▸ **Source data**:

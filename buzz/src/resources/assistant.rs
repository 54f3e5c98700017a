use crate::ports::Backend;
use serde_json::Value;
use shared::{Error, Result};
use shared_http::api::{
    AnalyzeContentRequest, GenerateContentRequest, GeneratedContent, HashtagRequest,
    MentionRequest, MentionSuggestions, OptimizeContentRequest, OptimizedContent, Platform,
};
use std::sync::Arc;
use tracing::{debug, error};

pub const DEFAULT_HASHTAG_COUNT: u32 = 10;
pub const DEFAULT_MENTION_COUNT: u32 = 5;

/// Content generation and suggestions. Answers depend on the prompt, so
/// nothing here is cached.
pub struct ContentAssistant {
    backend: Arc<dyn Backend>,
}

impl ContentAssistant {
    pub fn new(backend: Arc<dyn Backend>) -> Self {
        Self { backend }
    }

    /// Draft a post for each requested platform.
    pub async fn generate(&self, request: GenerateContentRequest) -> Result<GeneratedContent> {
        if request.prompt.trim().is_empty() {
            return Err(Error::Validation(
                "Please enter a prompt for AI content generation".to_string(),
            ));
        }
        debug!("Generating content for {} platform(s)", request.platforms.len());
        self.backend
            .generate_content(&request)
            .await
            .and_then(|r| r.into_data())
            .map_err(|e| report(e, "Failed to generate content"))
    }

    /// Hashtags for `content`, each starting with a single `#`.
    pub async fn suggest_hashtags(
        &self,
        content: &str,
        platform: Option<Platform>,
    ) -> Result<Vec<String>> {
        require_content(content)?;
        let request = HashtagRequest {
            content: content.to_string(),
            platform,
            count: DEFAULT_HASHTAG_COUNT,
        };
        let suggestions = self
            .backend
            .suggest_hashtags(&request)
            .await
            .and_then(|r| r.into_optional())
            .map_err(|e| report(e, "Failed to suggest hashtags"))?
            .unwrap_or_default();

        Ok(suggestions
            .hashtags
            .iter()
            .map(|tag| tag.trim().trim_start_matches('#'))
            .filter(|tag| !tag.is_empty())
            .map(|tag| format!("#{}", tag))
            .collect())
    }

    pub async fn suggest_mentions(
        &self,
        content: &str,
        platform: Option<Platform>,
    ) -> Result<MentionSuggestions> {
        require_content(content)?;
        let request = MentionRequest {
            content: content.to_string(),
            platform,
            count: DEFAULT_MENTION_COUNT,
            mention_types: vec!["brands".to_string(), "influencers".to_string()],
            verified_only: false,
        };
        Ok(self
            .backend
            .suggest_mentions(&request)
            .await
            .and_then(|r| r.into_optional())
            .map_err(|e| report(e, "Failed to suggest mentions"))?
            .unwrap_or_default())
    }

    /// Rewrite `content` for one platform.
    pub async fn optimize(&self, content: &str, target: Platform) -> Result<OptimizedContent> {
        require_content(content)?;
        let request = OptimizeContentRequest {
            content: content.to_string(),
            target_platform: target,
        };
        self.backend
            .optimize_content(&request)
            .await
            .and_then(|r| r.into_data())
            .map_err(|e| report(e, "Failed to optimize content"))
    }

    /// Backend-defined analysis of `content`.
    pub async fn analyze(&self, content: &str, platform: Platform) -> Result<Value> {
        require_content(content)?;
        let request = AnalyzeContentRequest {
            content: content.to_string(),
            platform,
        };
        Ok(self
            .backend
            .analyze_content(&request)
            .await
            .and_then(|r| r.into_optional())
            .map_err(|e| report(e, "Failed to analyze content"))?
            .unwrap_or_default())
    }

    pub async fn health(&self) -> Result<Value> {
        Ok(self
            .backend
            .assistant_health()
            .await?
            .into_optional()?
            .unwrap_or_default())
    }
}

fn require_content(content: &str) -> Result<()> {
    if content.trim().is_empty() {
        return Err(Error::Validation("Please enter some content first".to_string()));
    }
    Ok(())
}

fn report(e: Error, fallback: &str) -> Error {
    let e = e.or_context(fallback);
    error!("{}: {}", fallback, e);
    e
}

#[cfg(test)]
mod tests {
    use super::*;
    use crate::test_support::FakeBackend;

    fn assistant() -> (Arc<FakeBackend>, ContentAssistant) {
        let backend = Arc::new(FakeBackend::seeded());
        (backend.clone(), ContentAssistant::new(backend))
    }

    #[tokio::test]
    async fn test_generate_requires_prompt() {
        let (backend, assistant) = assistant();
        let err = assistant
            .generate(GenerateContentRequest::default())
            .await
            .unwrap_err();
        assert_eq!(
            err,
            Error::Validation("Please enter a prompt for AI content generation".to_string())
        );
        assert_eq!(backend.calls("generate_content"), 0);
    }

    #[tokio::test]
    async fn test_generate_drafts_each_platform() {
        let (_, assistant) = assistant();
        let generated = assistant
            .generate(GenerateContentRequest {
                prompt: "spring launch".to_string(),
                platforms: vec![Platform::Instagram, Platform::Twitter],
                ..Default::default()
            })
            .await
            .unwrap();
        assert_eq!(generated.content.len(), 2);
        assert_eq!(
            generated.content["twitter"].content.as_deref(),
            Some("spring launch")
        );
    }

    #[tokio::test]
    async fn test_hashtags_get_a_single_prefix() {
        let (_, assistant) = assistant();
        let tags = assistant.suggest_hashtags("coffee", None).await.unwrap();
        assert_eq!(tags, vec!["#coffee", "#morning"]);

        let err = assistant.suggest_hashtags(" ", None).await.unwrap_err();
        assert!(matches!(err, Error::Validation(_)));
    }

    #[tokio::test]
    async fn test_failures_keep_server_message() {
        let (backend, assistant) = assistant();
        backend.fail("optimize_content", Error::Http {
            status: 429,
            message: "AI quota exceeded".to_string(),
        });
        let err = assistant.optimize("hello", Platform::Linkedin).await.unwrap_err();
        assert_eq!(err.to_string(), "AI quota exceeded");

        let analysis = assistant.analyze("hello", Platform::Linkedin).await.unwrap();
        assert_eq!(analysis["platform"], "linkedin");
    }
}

▸ **EXERCISE REQUIREMENTS**: Restate the records above word for word, omitting nothing.

▸ **SOLUTION TO THE PROBLEM**:
filename buzz/src/resources/assistant.rs
repository 54f3e5c98700017a
use crate::ports::Backend;
use serde_json::Value;
use shared::{Error, Result};
use shared_http::api::{
    AnalyzeContentRequest, GenerateContentRequest, GeneratedContent, HashtagRequest,
    MentionRequest, MentionSuggestions, OptimizeContentRequest, OptimizedContent, Platform,
};
use std::sync::Arc;
use tracing::{debug, error};

pub const DEFAULT_HASHTAG_COUNT: u32 = 10;
pub const DEFAULT_MENTION_COUNT: u32 = 5;

/// Content generation and suggestions. Answers depend on the prompt, so
/// nothing here is cached.
pub struct ContentAssistant {
    backend: Arc<dyn Backend>,
}

impl ContentAssistant {
    pub fn new(backend: Arc<dyn Backend>) -> Self {
        Self { backend }
    }

    /// Draft a post for each requested platform.
    pub async fn generate(&self, request: GenerateContentRequest) -> Result<GeneratedContent> {
        if request.prompt.trim().is_empty() {
            return Err(Error::Validation(
                "Please enter a prompt for AI content generation".to_string(),
            ));
        }
        debug!("Generating content for {} platform(s)", request.platforms.len());
        self.backend
            .generate_content(&request)
            .await
            .and_then(|r| r.into_data())
            .map_err(|e| report(e, "Failed to generate content"))
    }

    /// Hashtags for `content`, each starting with a single `#`.
    pub async fn suggest_hashtags(
        &self,
        content: &str,
        platform: Option<Platform>,
    ) -> Result<Vec<String>> {
        require_content(content)?;
        let request = HashtagRequest {
            content: content.to_string(),
            platform,
            count: DEFAULT_HASHTAG_COUNT,
        };
        let suggestions = self
            .backend
            .suggest_hashtags(&request)
            .await
            .and_then(|r| r.into_optional())
            .map_err(|e| report(e, "Failed to suggest hashtags"))?
            .unwrap_or_default();

        Ok(suggestions
            .hashtags
            .iter()
            .map(|tag| tag.trim().trim_start_matches('#'))
            .filter(|tag| !tag.is_empty())
            .map(|tag| format!("#{}", tag))
            .collect())
    }

    pub async fn suggest_mentions(
        &self,
        content: &str,
        platform: Option<Platform>,
    ) -> Result<MentionSuggestions> {
        require_content(content)?;
        let request = MentionRequest {
            content: content.to_string(),
            platform,
            count: DEFAULT_MENTION_COUNT,
            mention_types: vec!["brands".to_string(), "influencers".to_string()],
            verified_only: false,
        };
        Ok(self
            .backend
            .suggest_mentions(&request)
            .await
            .and_then(|r| r.into_optional())
            .map_err(|e| report(e, "Failed to suggest mentions"))?
            .unwrap_or_default())
    }

    /// Rewrite `content` for one platform.
    pub async fn optimize(&self, content: &str, target: Platform) -> Result<OptimizedContent> {
        require_content(content)?;
        let request = OptimizeContentRequest {
            content: content.to_string(),
            target_platform: target,
        };
        self.backend
            .optimize_content(&request)
            .await
            .and_then(|r| r.into_data())
            .map_err(|e| report(e, "Failed to optimize content"))
    }

    /// Backend-defined analysis of `content`.
    pub async fn analyze(&self, content: &str, platform: Platform) -> Result<Value> {
        require_content(content)?;
        let request = AnalyzeContentRequest {
            content: content.to_string(),
            platform,
        };
        Ok(self
            .backend
            .analyze_content(&request)
            .await
            .and_then(|r| r.into_optional())
            .map_err(|e| report(e, "Failed to analyze content"))?
            .unwrap_or_default())
    }

    pub async fn health(&self) -> Result<Value> {
        Ok(self
            .backend
            .assistant_health()
            .await?
            .into_optional()?
            .unwrap_or_default())
    }
}

fn require_content(content: &str) -> Result<()> {
    if content.trim().is_empty() {
        return Err(Error::Validation("Please enter some content first".to_string()));
    }
    Ok(())
}

fn report(e: Error, fallback: &str) -> Error {
    let e = e.or_context(fallback);
    error!("{}: {}", fallback, e);
    e
}

#[cfg(test)]
mod tests {
    use super::*;
    use crate::test_support::FakeBackend;

    fn assistant() -> (Arc<FakeBackend>, ContentAssistant) {
        let backend = Arc::new(FakeBackend::seeded());
        (backend.clone(), ContentAssistant::new(backend))
    }

    #[tokio::test]
    async fn test_generate_requires_prompt() {
        let (backend, assistant) = assistant();
        let err = assistant
            .generate(GenerateContentRequest::default())
            .await
            .unwrap_err();
        assert_eq!(
            err,
            Error::Validation("Please enter a prompt for AI content generation".to_string())
        );
        assert_eq!(backend.calls("generate_content"), 0);
    }

    #[tokio::test]
    async fn test_generate_drafts_each_platform() {
        let (_, assistant) = assistant();
        let generated = assistant
            .generate(GenerateContentRequest {
                prompt: "spring launch".to_string(),
                platforms: vec![Platform::Instagram, Platform::Twitter],
                ..Default::default()
            })
            .await
            .unwrap();
        assert_eq!(generated.content.len(), 2);
        assert_eq!(
            generated.content["twitter"].content.as_deref(),
            Some("spring launch")
        );
    }

    #[tokio::test]
    async fn test_hashtags_get_a_single_prefix() {
        let (_, assistant) = assistant();
        let tags = assistant.suggest_hashtags("coffee", None).await.unwrap();
        assert_eq!(tags, vec!["#coffee", "#morning"]);

        let err = assistant.suggest_hashtags(" ", None).await.unwrap_err();
        assert!(matches!(err, Error::Validation(_)));
    }

    #[tokio::test]
    async fn test_failures_keep_server_message() {
        let (backend, assistant) = assistant();
        backend.fail("optimize_content", Error::Http {
            status: 429,
            message: "AI quota exceeded".to_string(),
        });
        let err = assistant.optimize("hello", Platform::Linkedin).await.unwrap_err();
        assert_eq!(err.to_string(), "AI quota exceeded");

        let analysis = assistant.analyze("hello", Platform::Linkedin).await.unwrap();
        assert_eq!(analysis["platform"], "linkedin");
    }
}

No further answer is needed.